Currently writing a number of small web-services to do various informatics tasks (more detailed post to come). Fortunately I'm not the one having to deal with 3rd-party SOAP apis! Still I do need to do various XML and JSON parsing, and not having addressed the latter before I've gone looking for libraries.

Currently I am about to start using Jackson, but was wondering if anyone had any warnings, advice, or recommended alternatives? In the course of looking at what was out there I have also come across Restlet, a ReST framework that seems like it is well worth the time to figure out and deploy, so I will probably be doing that soon as well, any warnings or advice on this will be welcome.

One of the nice things about Restlet is its support for RDF. Granted it doesn't support querying, and the terminology in the interface is a bit confused, but it does use its native Resource interface for URIRefs, so it should integrate well. OTOH, if it does prove useful as a ReST framework, I can see myself writing a quick Sesame or Mulgara extension, as there is only so much you can do with RDF before you need a query and/or data-binding interface.

Thursday, June 04, 2009

Deploying to tomcat using maven

This is a note to capture the process I am currently using to build and deploy a basic web application to tomcat for development.

  1. Create simple web app using archetype.
    mvn archetype:create ... -DarchetypeArtifactId=maven-archetype-webapp
  2. Add server to ~/.m2/settings.xml
  3. Add server to toplevel pom.xml
  4. compile, test, deploy, and subsequently redeploy
      $ mvn compile
      $ mvn test
      $ mvn tomcat:deploy
      $ mvn tomcat:redeploy

Of course what I would dearly love to know is how you configure a server url in the settings.xml file. The documentation I can find ( describes how to use a custom url, and how to configure authentication information. What it doesn't do is explain how you can do both at the same time, and all my attempts have resulted in XML validation errors when trying to run maven --- if I figure it out I'll update this post.

Wednesday, May 27, 2009

ANTLR: an exercise in pain.

Ok, so for my current project I need to either build heuristic or machine learning based fuzzy parser. As someone who has written numerous standard parsers before, this qualifies as interesting. Current approaches I'm considering include cascading concrete grammars; stochastic context-free grammars; and various forms of hidden-markov-model based recognisers. Whatever approach ends up working best, the first stage for all is a scanner.

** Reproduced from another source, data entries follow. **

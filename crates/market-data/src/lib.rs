use reqwest::Client;
use serde_json::Value;
use std::sync::Arc;
use std::time::Duration;
use tokio::sync::{Mutex, Semaphore};
use tokio::time::Instant;

use research_core::ResearchError;

pub mod alpha;
pub mod fmp;
pub mod finnhub;
pub mod sec;
pub mod yahoo;

pub use alpha::AlphaVantageClient;
pub use fmp::FmpClient;
pub use finnhub::FinnhubClient;
pub use sec::SecClient;
pub use yahoo::YahooClient;

/// Sliding-window rate limiter: at most `max_requests` per `window`.
pub struct RateLimiter {
    timestamps: Mutex<Vec<Instant>>,
    max_requests: usize,
    window: Duration,
}

impl RateLimiter {
    pub fn new(max_per_minute: usize) -> Self {
        Self {
            timestamps: Mutex::new(Vec::new()),
            max_requests: max_per_minute.max(1),
            window: Duration::from_secs(60),
        }
    }

    pub async fn acquire(&self) {
        loop {
            let mut ts = self.timestamps.lock().await;
            let now = Instant::now();
            ts.retain(|t| now.duration_since(*t) < self.window);

            if ts.len() < self.max_requests {
                ts.push(now);
                return;
            }

            let oldest = ts[0];
            let sleep_dur = self.window.saturating_sub(now.duration_since(oldest));
            drop(ts);
            tracing::debug!("rate limiter: waiting {:?} for upstream slot", sleep_dur);
            tokio::time::sleep(sleep_dur + Duration::from_millis(25)).await;
        }
    }
}

/// Shared HTTP plumbing for every vendor client: per-call timeout, sliding
/// rate limit, in-flight concurrency cap, and a short 429 wait-and-retry.
pub struct HttpFetcher {
    client: Client,
    rate_limiter: RateLimiter,
    concurrency: Semaphore,
}

impl HttpFetcher {
    pub fn new(rate_per_minute: usize, max_concurrent: usize) -> Self {
        let client = Client::builder()
            .timeout(Duration::from_secs(20))
            .pool_max_idle_per_host(max_concurrent.max(1))
            .build()
            .unwrap_or_else(|_| Client::new());
        Self {
            client,
            rate_limiter: RateLimiter::new(rate_per_minute),
            concurrency: Semaphore::new(max_concurrent.max(1)),
        }
    }

    async fn send(
        &self,
        url: &str,
        query: &[(String, String)],
        headers: &[(&str, String)],
    ) -> Result<reqwest::Response, ResearchError> {
        let _permit = self
            .concurrency
            .acquire()
            .await
            .map_err(|_| ResearchError::upstream(None, "fetcher semaphore closed"))?;

        for attempt in 0..3u32 {
            self.rate_limiter.acquire().await;
            let mut builder = self.client.get(url).query(query);
            for (name, value) in headers {
                builder = builder.header(*name, value);
            }
            let response = builder
                .send()
                .await
                .map_err(|e| ResearchError::upstream(None, e.to_string()))?;

            if response.status().as_u16() != 429 {
                return Ok(response);
            }
            tracing::warn!("429 from {url}, waiting before retry {}/3", attempt + 1);
            tokio::time::sleep(Duration::from_secs(2)).await;
        }

        Err(ResearchError::upstream(Some(429), format!("rate limited: {url}")))
    }

    pub async fn get_json(
        &self,
        url: &str,
        query: &[(String, String)],
        headers: &[(&str, String)],
    ) -> Result<Value, ResearchError> {
        let response = self.send(url, query, headers).await?;
        let status = response.status();
        if !status.is_success() {
            let body = response.text().await.unwrap_or_default();
            return Err(ResearchError::upstream(
                Some(status.as_u16()),
                format!("HTTP {status} from {url}: {}", truncate(&body, 200)),
            ));
        }
        response
            .json()
            .await
            .map_err(|e| ResearchError::upstream(None, format!("decode {url}: {e}")))
    }

    pub async fn get_text(
        &self,
        url: &str,
        query: &[(String, String)],
        headers: &[(&str, String)],
    ) -> Result<String, ResearchError> {
        let response = self.send(url, query, headers).await?;
        let status = response.status();
        if !status.is_success() {
            return Err(ResearchError::upstream(
                Some(status.as_u16()),
                format!("HTTP {status} from {url}"),
            ));
        }
        response
            .text()
            .await
            .map_err(|e| ResearchError::upstream(None, format!("read {url}: {e}")))
    }
}

fn truncate(s: &str, max: usize) -> &str {
    match s.char_indices().nth(max) {
        Some((idx, _)) => &s[..idx],
        None => s,
    }
}

/// Field-alias helpers. Vendor payloads disagree on names; each canonical
/// field names its accepted aliases exactly once, here in the adapter layer.
pub(crate) fn pick_f64(obj: &Value, keys: &[&str]) -> Option<f64> {
    for key in keys {
        if let Some(v) = obj.get(*key) {
            if let Some(n) = v.as_f64() {
                if n.is_finite() {
                    return Some(n);
                }
            }
            if let Some(s) = v.as_str() {
                if let Ok(n) = s.trim().parse::<f64>() {
                    if n.is_finite() {
                        return Some(n);
                    }
                }
            }
        }
    }
    None
}

pub(crate) fn pick_i64(obj: &Value, keys: &[&str]) -> Option<i64> {
    for key in keys {
        if let Some(v) = obj.get(*key) {
            if let Some(n) = v.as_i64() {
                return Some(n);
            }
            if let Some(n) = v.as_f64() {
                return Some(n as i64);
            }
            if let Some(s) = v.as_str() {
                if let Ok(n) = s.trim().parse::<i64>() {
                    return Some(n);
                }
            }
        }
    }
    None
}

pub(crate) fn pick_str(obj: &Value, keys: &[&str]) -> Option<String> {
    for key in keys {
        if let Some(s) = obj.get(*key).and_then(Value::as_str) {
            if !s.trim().is_empty() {
                return Some(s.trim().to_string());
            }
        }
    }
    None
}

pub(crate) fn pick_date(obj: &Value, keys: &[&str]) -> Option<chrono::NaiveDate> {
    let raw = pick_str(obj, keys)?;
    let day = raw.split([' ', 'T']).next()?;
    chrono::NaiveDate::parse_from_str(day, "%Y-%m-%d").ok()
}

/// Shared handle passed to every vendor client.
pub type Fetcher = Arc<HttpFetcher>;
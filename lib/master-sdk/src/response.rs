//! Master response handling.

use std::collections::HashMap;

use bytes::Bytes;

/// HTTP response returned by a [`crate::Transport`].
#[derive(Debug, Clone)]
pub struct Response {
    status: u16,
    headers: HashMap<String, String>,
    body: Bytes,
}

impl Response {
    /// Creates a new response.
    #[must_use]
    pub fn new(status: u16, headers: HashMap<String, String>, body: Bytes) -> Self {
        Self {
            status,
            headers,
            body,
        }
    }

    /// HTTP status code.
    #[must_use]
    pub const fn status(&self) -> u16 {
        self.status
    }

    /// Response headers.
    #[must_use]
    pub fn headers(&self) -> &HashMap<String, String> {
        &self.headers
    }

    /// Single header value by name.
    #[must_use]
    pub fn header(&self, name: &str) -> Option<&str> {
        self.headers.get(name).map(String::as_str)
    }

    /// Response body.
    #[must_use]
    pub const fn body(&self) -> &Bytes {
        &self.body
    }

    /// Consume and return the body.
    #[must_use]
    pub fn into_body(self) -> Bytes {
        self.body
    }

    /// Status is 2xx.
    #[must_use]
    pub const fn is_success(&self) -> bool {
        self.status >= 200 && self.status < 300
    }

    /// Deserialize the body as JSON.
    ///
    /// # Errors
    ///
    /// Returns an error if deserialization fails.
    pub fn json<T: serde::de::DeserializeOwned>(&self) -> master_sdk_core::Result<T> {
        master_sdk_core::from_json(&self.body)
    }

    /// Body as UTF-8 text, lossy.
    #[must_use]
    pub fn text(&self) -> String {
        String::from_utf8_lossy(&self.body).into_owned()
    }
}
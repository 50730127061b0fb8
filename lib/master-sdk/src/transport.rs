//! Transport trait.
//!
//! The master client does not open connections itself. A [`Transport`]
//! receives fully assembled `http::Request`s and returns the reply, leaving
//! TLS, pooling, retries and leader failover to the implementation.

use std::future::Future;

use bytes::Bytes;
use master_sdk_core::Result;

use crate::Response;

/// Sends wire requests to a master.
pub trait Transport: Send + Sync {
    /// Send a request and return the response, whatever its status.
    ///
    /// # Errors
    ///
    /// Returns an error only when no response was received, typically
    /// [`master_sdk_core::Error::Connection`].
    fn send(&self, request: http::Request<Bytes>) -> impl Future<Output = Result<Response>> + Send;
}
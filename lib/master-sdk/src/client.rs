//! Master client: builds requests and dispatches them through a [`Transport`].

use std::time::Instant;

use bytes::Bytes;
use http::{Method, StatusCode};
use master_sdk_core::{Error, Request, RequestBuilder, Result};
use tracing::{Instrument, debug, info, info_span, warn};
use url::Url;

use crate::{ClientConfig, Response, Transport};

/// Client for the master admin API.
///
/// # Example
///
/// ```ignore
/// let client = MasterClient::new(transport, ClientConfig::builder().build()?);
///
/// let view: ClusterView = client
///     .execute_json(
///         client
///             .request(Method::GET, "/admin/getCluster")
///             .add_param_any("count", 5_i64),
///     )
///     .await?;
/// ```
#[derive(Debug, Clone)]
pub struct MasterClient<T> {
    transport: T,
    config: ClientConfig,
}

impl<T> MasterClient<T> {
    /// Create a client from a transport and a configuration.
    #[must_use]
    pub const fn new(transport: T, config: ClientConfig) -> Self {
        Self { transport, config }
    }

    /// Client configuration.
    #[must_use]
    pub const fn config(&self) -> &ClientConfig {
        &self.config
    }

    /// Get a reference to the transport.
    #[must_use]
    pub const fn transport(&self) -> &T {
        &self.transport
    }

    /// Start a request carrying the identity and default headers.
    #[must_use]
    pub fn request(&self, method: Method, path: impl Into<String>) -> RequestBuilder {
        self.request_with_headers::<&str>(method, path, &[])
    }

    /// Start a request with extra flat `[key, value, ...]` header pairs.
    ///
    /// An odd trailing element is dropped.
    #[must_use]
    pub fn request_with_headers<S: AsRef<str>>(
        &self,
        method: Method,
        path: impl Into<String>,
        added: &[S],
    ) -> RequestBuilder {
        RequestBuilder::new(&self.config.identity, method, path)
            .with_headers(&self.config.default_headers, added)
    }
}

impl<T: Transport> MasterClient<T> {
    /// Send a request and return the successful response.
    ///
    /// A builder holding a deferred error is never sent; that error is
    /// returned instead.
    ///
    /// # Errors
    ///
    /// Returns the builder's deferred error, [`Error::InvalidRequest`] or
    /// [`Error::InvalidUrl`] if the request cannot be encoded, the transport
    /// error, or [`Error::Http`] for non-2xx responses.
    pub async fn execute(&self, builder: RequestBuilder) -> Result<Response> {
        let method = builder.method().clone();
        let path = builder.path().to_string();

        let request = builder.build().inspect_err(|err| {
            warn!(%method, %path, error = %err, "request aborted before dispatch");
        })?;
        let http_request = to_http_request(&self.config.base_url, request)?;

        let url = http_request.uri().to_string();
        let span = info_span!("master_request", %method, %url);

        async move {
            debug!(headers = ?http_request.headers(), "sending request");
            let start = Instant::now();

            let response = self
                .transport
                .send(http_request)
                .await
                .inspect_err(|err| warn!(error = %err, "transport failed"))?;

            let elapsed_ms = u64::try_from(start.elapsed().as_millis()).unwrap_or(u64::MAX);
            let status = response.status();

            if !response.is_success() {
                warn!(status, elapsed_ms, "request failed with HTTP error");
                let message = StatusCode::from_u16(status)
                    .ok()
                    .and_then(|code| code.canonical_reason())
                    .unwrap_or("unknown status");
                return Err(Error::http_with_body(status, message, response.into_body()));
            }

            info!(status, elapsed_ms, "request completed");
            Ok(response)
        }
        .instrument(span)
        .await
    }

    /// Send a request and decode the JSON reply.
    ///
    /// # Errors
    ///
    /// Same as [`Self::execute`], plus [`Error::JsonDeserialization`].
    pub async fn execute_json<R: serde::de::DeserializeOwned>(
        &self,
        builder: RequestBuilder,
    ) -> Result<R> {
        self.execute(builder).await?.json()
    }
}

/// Resolve the path against `base_url` and encode params as a query string.
///
/// Params are sorted by key so the URL is stable.
fn to_http_request(base_url: &Url, request: Request) -> Result<http::Request<Bytes>> {
    let (method, path, params, headers, body) = request.into_parts();

    let mut url = base_url.join(&path)?;
    if !params.is_empty() {
        let mut pairs: Vec<(String, String)> = params.into_iter().collect();
        pairs.sort_unstable_by(|a, b| a.0.cmp(&b.0));
        url.query_pairs_mut().extend_pairs(pairs);
    }

    let mut builder = http::Request::builder().method(method).uri(url.as_str());
    for (name, value) in &headers {
        builder = builder.header(name.as_str(), value.as_str());
    }

    builder
        .body(body.unwrap_or_default())
        .map_err(|e| Error::invalid_request(e.to_string()))
}
//! Error types for the master SDK.

use derive_more::{Display, Error, From};

/// Main error type for master SDK operations.
///
/// [`Error::UnsupportedParamType`] and [`Error::BodySerialization`] are
/// recorded on a [`crate::RequestBuilder`] and only surface when it is built.
/// The remaining variants are raised by the sending side.
#[derive(Debug, Display, Error, From)]
pub enum Error {
    /// A dynamic parameter value had no scalar string form.
    #[display("unsupported param type for '{key}': {value}")]
    #[from(skip)]
    UnsupportedParamType {
        /// Parameter key.
        key: String,
        /// Rendering of the rejected value.
        value: String,
    },

    /// Structured body encoding failed.
    #[display("body json marshal: {_0}")]
    #[from]
    BodySerialization(serde_json::Error),

    /// HTTP-level errors (non-2xx status codes).
    #[display("HTTP error {status}: {message}")]
    #[from(skip)]
    Http {
        /// HTTP status code.
        status: u16,
        /// Error message.
        message: String,
        /// Response body, if available.
        #[error(not(source))]
        body: Option<bytes::Bytes>,
    },

    /// Network/connection errors reported by a transport.
    #[display("connection error: {_0}")]
    #[from(skip)]
    Connection(#[error(not(source))] String),

    /// The finished request could not be turned into a wire request.
    #[display("invalid request: {_0}")]
    #[from(skip)]
    InvalidRequest(#[error(not(source))] String),

    /// URL parsing error.
    #[display("invalid URL: {_0}")]
    #[from]
    InvalidUrl(url::ParseError),

    /// JSON deserialization error with path context.
    #[display("JSON deserialization error at '{path}': {message}")]
    #[from(skip)]
    JsonDeserialization {
        /// JSON path to the error (e.g., "volume.capacity").
        path: String,
        /// Error message.
        message: String,
    },
}

/// Result type alias using [`crate::Error`].
pub type Result<T> = std::result::Result<T, Error>;

impl Error {
    /// Create an unsupported parameter error.
    #[must_use]
    pub fn unsupported_param(key: impl Into<String>, value: impl Into<String>) -> Self {
        Self::UnsupportedParamType {
            key: key.into(),
            value: value.into(),
        }
    }

    /// Create an HTTP error from status code and message.
    #[must_use]
    pub fn http(status: u16, message: impl Into<String>) -> Self {
        Self::Http {
            status,
            message: message.into(),
            body: None,
        }
    }

    /// Create an HTTP error with body.
    #[must_use]
    pub fn http_with_body(status: u16, message: impl Into<String>, body: bytes::Bytes) -> Self {
        Self::Http {
            status,
            message: message.into(),
            body: Some(body),
        }
    }

    /// Create a connection error.
    #[must_use]
    pub fn connection(message: impl Into<String>) -> Self {
        Self::Connection(message.into())
    }

    /// Create an invalid request error.
    #[must_use]
    pub fn invalid_request(message: impl Into<String>) -> Self {
        Self::InvalidRequest(message.into())
    }

    /// Create a JSON deserialization error with path context.
    #[must_use]
    pub fn json_deserialization(path: impl Into<String>, message: impl Into<String>) -> Self {
        Self::JsonDeserialization {
            path: path.into(),
            message: message.into(),
        }
    }

    /// Returns `true` for errors recorded on a builder before dispatch.
    #[must_use]
    pub const fn is_deferred(&self) -> bool {
        matches!(
            self,
            Self::UnsupportedParamType { .. } | Self::BodySerialization(_)
        )
    }

    /// Returns the HTTP status code if this is an HTTP error.
    #[must_use]
    pub const fn status(&self) -> Option<u16> {
        match self {
            Self::Http { status, .. } => Some(*status),
            _ => None,
        }
    }

    /// Returns the response body if this is an HTTP error with a body.
    #[must_use]
    pub fn body(&self) -> Option<&bytes::Bytes> {
        match self {
            Self::Http { body, .. } => body.as_ref(),
            _ => None,
        }
    }
}
//! Core types for the cluster master admin client.
//!
//! This crate provides the pieces every master request is assembled from:
//! - [`RequestBuilder`] and [`Request`] - fluent request assembly with a deferred first error
//! - [`ParamValue`] and [`IntoParamValue`] - canonical parameter encoding
//! - [`ClientIdentity`] - the `User-Agent` identity injected into every request
//! - [`merge_headers`] - standalone header merge
//! - [`IntoBody`], [`Json`], [`to_json`], [`from_json`] - body encoding
//! - [`Error`] and [`Result`] - Error handling

mod body;
mod error;
mod headers;
mod identity;
mod param;
pub mod prelude;
mod request;

pub use body::{IntoBody, Json, from_json, to_json};
pub use error::{Error, Result};
pub use headers::merge_headers;
pub use identity::{ClientIdentity, DEFAULT_PRODUCT, USER_AGENT};
pub use param::{IntoParamValue, ParamValue, UnsupportedParam};
pub use request::{Request, RequestBuilder};

// Re-export http method type used by the builder
pub use http::Method;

So I start building a jflex lexer, and make reasonable progress when I find out that we are already using ANTLR for other projects, so I should probably use it as well. Having experienced mulgara's peak of 5 different parser generators - this does eventually become ridiculous - I was more than willing to use ANTLR. Yes it's LL, and yes I have previously discussed my preference for LR; but, it does support attaching semantic actions to productions, so my primary requirement of a parser-generator is met; and anyway, it has an excellent reputation, and a substantial active community.

What I am now stunned by, is just how bad the documentation can be for such a popular tool. One almost non-existent wiki; a FAQ; and a woefully incomplete doxygen dump, does not substitute for a reference. ANTLR has worse documentation than sablecc had when it consisted of an appendix to a masters thesis!

My conclusion: If you have any choice don't use ANTLR. For Java: if you must use LL I currently recommend JavaCC; if you can use an LALR parser do so, my current preference is Beaver.